◆ **Raw data**
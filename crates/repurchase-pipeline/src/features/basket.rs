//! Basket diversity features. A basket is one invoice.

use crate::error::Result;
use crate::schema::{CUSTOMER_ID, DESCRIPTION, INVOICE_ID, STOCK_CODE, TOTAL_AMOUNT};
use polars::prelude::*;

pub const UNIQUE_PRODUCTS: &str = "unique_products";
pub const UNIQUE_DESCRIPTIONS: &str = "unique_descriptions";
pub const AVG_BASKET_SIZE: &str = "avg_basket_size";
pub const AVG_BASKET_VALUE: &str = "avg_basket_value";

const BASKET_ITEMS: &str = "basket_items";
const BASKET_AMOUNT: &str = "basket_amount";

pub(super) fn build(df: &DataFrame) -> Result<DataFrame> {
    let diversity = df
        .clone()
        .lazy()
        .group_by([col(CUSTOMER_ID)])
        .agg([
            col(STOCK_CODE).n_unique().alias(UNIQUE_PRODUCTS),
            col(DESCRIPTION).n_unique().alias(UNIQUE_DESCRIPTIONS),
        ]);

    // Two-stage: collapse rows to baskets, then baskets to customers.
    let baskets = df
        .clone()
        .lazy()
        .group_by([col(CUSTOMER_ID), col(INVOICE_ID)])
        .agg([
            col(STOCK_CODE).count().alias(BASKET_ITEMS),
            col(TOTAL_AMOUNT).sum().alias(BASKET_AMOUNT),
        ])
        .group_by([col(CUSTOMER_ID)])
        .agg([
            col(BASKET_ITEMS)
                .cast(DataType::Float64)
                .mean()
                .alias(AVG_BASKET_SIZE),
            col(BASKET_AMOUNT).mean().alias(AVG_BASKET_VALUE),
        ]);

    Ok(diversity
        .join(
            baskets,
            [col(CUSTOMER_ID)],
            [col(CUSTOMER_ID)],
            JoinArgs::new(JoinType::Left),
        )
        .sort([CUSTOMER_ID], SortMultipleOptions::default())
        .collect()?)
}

==

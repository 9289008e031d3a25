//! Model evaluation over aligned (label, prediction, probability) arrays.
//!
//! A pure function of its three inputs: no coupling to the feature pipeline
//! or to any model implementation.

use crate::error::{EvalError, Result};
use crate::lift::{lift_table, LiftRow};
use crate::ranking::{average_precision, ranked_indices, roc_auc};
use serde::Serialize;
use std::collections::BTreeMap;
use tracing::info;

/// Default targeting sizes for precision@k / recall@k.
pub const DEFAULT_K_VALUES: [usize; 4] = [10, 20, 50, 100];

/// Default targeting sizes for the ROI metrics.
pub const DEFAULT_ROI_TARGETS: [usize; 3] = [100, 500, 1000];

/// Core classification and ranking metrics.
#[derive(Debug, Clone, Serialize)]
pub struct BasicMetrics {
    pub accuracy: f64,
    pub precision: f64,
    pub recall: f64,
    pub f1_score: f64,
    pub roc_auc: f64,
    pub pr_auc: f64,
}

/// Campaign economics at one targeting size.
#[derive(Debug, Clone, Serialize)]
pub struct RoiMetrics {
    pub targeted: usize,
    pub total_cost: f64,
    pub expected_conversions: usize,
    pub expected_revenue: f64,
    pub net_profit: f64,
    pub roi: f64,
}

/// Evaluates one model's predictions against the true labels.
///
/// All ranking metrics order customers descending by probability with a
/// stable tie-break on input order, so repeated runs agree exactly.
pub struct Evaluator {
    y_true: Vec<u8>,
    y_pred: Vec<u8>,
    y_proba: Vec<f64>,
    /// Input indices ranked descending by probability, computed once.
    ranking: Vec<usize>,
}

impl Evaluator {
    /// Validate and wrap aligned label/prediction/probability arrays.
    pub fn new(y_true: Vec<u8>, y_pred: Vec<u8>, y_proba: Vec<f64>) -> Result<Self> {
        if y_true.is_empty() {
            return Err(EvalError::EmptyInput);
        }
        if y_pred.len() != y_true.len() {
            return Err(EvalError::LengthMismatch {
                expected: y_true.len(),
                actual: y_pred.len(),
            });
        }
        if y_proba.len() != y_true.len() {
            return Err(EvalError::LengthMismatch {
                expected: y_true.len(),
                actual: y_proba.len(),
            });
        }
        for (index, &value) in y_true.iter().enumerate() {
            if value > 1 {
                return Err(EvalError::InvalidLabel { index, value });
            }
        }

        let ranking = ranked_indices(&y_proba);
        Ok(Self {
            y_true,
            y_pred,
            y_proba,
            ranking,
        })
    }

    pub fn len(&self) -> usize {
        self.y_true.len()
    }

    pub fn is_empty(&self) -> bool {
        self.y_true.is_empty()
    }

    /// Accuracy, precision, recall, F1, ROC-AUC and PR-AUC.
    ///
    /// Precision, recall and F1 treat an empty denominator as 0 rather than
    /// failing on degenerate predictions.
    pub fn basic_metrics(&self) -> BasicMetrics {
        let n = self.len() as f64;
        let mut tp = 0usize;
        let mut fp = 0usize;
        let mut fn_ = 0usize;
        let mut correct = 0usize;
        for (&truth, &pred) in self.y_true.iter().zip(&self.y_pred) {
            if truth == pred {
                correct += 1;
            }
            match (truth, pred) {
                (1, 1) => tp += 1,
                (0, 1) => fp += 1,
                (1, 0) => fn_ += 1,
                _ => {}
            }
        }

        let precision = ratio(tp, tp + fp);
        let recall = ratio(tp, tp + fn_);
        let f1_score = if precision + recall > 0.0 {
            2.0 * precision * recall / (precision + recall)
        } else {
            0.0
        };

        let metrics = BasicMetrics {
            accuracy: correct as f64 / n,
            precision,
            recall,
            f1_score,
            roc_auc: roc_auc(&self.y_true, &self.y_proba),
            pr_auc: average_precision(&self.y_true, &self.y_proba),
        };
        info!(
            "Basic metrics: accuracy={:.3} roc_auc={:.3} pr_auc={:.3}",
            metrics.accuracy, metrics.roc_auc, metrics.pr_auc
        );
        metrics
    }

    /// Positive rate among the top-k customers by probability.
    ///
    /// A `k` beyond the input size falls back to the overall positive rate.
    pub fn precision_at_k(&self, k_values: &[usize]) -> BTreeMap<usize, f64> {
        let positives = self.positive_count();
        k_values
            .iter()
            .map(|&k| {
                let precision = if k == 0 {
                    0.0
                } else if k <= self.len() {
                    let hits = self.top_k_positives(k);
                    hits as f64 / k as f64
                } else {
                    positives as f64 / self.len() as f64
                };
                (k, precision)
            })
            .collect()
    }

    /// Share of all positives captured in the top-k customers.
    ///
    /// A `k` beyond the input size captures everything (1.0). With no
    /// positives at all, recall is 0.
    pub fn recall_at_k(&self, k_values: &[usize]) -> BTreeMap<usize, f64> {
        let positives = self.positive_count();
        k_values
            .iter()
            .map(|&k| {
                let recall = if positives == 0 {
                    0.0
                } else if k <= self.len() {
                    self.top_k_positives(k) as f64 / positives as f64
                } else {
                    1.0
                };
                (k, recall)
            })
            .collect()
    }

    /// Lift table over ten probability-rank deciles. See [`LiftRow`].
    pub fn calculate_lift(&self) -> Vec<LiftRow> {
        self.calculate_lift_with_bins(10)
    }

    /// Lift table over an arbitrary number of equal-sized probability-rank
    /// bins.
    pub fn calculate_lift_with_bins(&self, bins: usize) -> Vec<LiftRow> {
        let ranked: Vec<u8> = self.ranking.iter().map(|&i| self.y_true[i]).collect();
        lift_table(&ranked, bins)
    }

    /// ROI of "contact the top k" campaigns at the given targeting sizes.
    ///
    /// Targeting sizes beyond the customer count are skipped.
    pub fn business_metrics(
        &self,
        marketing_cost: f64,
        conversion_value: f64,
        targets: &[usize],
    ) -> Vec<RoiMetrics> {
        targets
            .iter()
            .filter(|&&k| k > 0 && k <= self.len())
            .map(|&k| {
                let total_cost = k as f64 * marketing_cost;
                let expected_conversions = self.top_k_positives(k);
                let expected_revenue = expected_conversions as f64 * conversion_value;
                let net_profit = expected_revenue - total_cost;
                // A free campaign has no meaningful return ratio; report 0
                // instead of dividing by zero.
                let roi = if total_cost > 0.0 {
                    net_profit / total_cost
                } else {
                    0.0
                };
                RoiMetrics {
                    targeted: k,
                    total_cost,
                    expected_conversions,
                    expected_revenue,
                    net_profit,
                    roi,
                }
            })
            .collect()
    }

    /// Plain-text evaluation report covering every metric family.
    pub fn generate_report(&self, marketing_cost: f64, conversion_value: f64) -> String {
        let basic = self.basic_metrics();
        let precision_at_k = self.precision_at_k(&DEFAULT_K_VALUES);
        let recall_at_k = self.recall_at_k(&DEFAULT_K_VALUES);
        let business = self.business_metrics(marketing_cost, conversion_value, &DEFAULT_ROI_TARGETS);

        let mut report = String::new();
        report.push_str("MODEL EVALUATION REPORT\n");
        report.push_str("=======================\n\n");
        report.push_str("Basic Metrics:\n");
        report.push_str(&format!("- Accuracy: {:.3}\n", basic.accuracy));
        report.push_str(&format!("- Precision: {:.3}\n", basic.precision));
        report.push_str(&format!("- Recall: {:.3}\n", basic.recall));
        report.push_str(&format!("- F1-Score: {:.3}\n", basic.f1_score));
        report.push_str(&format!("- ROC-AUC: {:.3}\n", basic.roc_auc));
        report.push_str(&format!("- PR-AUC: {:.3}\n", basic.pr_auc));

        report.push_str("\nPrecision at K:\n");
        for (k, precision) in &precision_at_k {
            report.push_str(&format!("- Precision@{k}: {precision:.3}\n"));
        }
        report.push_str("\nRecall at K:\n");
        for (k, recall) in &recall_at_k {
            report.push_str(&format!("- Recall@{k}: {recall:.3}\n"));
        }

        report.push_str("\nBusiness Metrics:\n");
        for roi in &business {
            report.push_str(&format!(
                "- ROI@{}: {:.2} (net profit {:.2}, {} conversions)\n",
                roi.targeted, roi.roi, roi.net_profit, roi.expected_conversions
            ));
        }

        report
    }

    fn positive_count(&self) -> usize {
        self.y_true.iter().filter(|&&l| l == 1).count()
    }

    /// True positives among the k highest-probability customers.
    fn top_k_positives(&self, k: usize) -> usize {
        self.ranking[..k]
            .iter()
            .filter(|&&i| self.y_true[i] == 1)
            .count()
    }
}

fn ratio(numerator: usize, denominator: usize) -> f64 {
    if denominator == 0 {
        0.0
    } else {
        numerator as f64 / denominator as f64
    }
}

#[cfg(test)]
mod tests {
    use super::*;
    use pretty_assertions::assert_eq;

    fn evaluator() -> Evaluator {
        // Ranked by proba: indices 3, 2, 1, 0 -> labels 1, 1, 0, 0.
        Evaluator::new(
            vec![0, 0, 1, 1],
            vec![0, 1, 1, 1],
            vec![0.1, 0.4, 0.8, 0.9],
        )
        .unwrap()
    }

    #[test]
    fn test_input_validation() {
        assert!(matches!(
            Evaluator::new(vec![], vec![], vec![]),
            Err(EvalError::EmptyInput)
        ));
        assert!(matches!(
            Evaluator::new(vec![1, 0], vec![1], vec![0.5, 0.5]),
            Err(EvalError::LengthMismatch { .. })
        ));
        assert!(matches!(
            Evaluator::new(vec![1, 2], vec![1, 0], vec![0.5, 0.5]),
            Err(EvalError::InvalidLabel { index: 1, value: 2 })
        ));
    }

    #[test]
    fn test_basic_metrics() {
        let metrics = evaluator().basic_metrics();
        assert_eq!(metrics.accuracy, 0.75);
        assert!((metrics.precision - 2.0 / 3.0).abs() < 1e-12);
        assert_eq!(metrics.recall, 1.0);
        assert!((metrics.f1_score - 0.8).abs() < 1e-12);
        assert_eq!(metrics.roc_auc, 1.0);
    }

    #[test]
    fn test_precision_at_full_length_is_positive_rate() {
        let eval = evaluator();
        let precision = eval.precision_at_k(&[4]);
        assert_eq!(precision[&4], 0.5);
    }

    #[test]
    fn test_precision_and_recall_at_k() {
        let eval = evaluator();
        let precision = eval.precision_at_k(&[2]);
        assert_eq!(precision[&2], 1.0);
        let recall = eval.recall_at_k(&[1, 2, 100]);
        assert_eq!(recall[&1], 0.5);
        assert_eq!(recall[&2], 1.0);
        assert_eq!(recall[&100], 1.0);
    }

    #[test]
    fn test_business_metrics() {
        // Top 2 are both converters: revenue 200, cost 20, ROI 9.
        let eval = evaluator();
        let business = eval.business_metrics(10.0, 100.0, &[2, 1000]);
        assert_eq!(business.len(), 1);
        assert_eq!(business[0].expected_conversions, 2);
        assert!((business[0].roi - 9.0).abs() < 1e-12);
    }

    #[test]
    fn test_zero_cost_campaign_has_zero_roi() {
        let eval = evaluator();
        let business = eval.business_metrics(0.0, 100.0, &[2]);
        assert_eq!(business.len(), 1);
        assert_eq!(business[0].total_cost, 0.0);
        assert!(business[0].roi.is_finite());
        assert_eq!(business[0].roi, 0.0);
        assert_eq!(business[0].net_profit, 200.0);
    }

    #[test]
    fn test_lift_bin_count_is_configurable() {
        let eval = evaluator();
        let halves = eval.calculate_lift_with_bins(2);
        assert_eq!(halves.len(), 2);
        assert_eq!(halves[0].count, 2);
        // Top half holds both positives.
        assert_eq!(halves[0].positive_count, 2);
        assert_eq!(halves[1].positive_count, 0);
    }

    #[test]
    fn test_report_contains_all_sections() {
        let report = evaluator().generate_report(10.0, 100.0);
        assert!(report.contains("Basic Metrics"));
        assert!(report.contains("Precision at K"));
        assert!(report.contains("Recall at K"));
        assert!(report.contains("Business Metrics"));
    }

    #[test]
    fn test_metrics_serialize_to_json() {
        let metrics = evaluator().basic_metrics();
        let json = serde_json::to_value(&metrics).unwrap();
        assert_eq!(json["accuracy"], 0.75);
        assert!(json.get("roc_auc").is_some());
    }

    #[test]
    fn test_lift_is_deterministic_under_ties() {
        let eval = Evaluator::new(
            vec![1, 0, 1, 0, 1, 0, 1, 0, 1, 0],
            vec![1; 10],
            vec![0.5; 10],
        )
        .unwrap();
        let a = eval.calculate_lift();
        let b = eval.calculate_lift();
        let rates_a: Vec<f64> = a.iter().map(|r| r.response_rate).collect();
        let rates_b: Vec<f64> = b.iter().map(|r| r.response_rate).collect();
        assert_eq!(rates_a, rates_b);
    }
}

◆ **Task directions**
Above are the entries. Output exactly the lines beginning with the line that has "filename crates/repurchase-pipeline/src/features/basket.rs" and ending with the line that has "pub const UNIQUE_DESCRIPTIONS: &str".

◆ **Response to the task**
filename crates/repurchase-pipeline/src/features/basket.rs
//! Basket diversity features. A basket is one invoice.

use crate::error::Result;
use crate::schema::{CUSTOMER_ID, DESCRIPTION, INVOICE_ID, STOCK_CODE, TOTAL_AMOUNT};
use polars::prelude::*;

pub const UNIQUE_PRODUCTS: &str = "unique_products";
pub const UNIQUE_DESCRIPTIONS: &str = "unique_descriptions";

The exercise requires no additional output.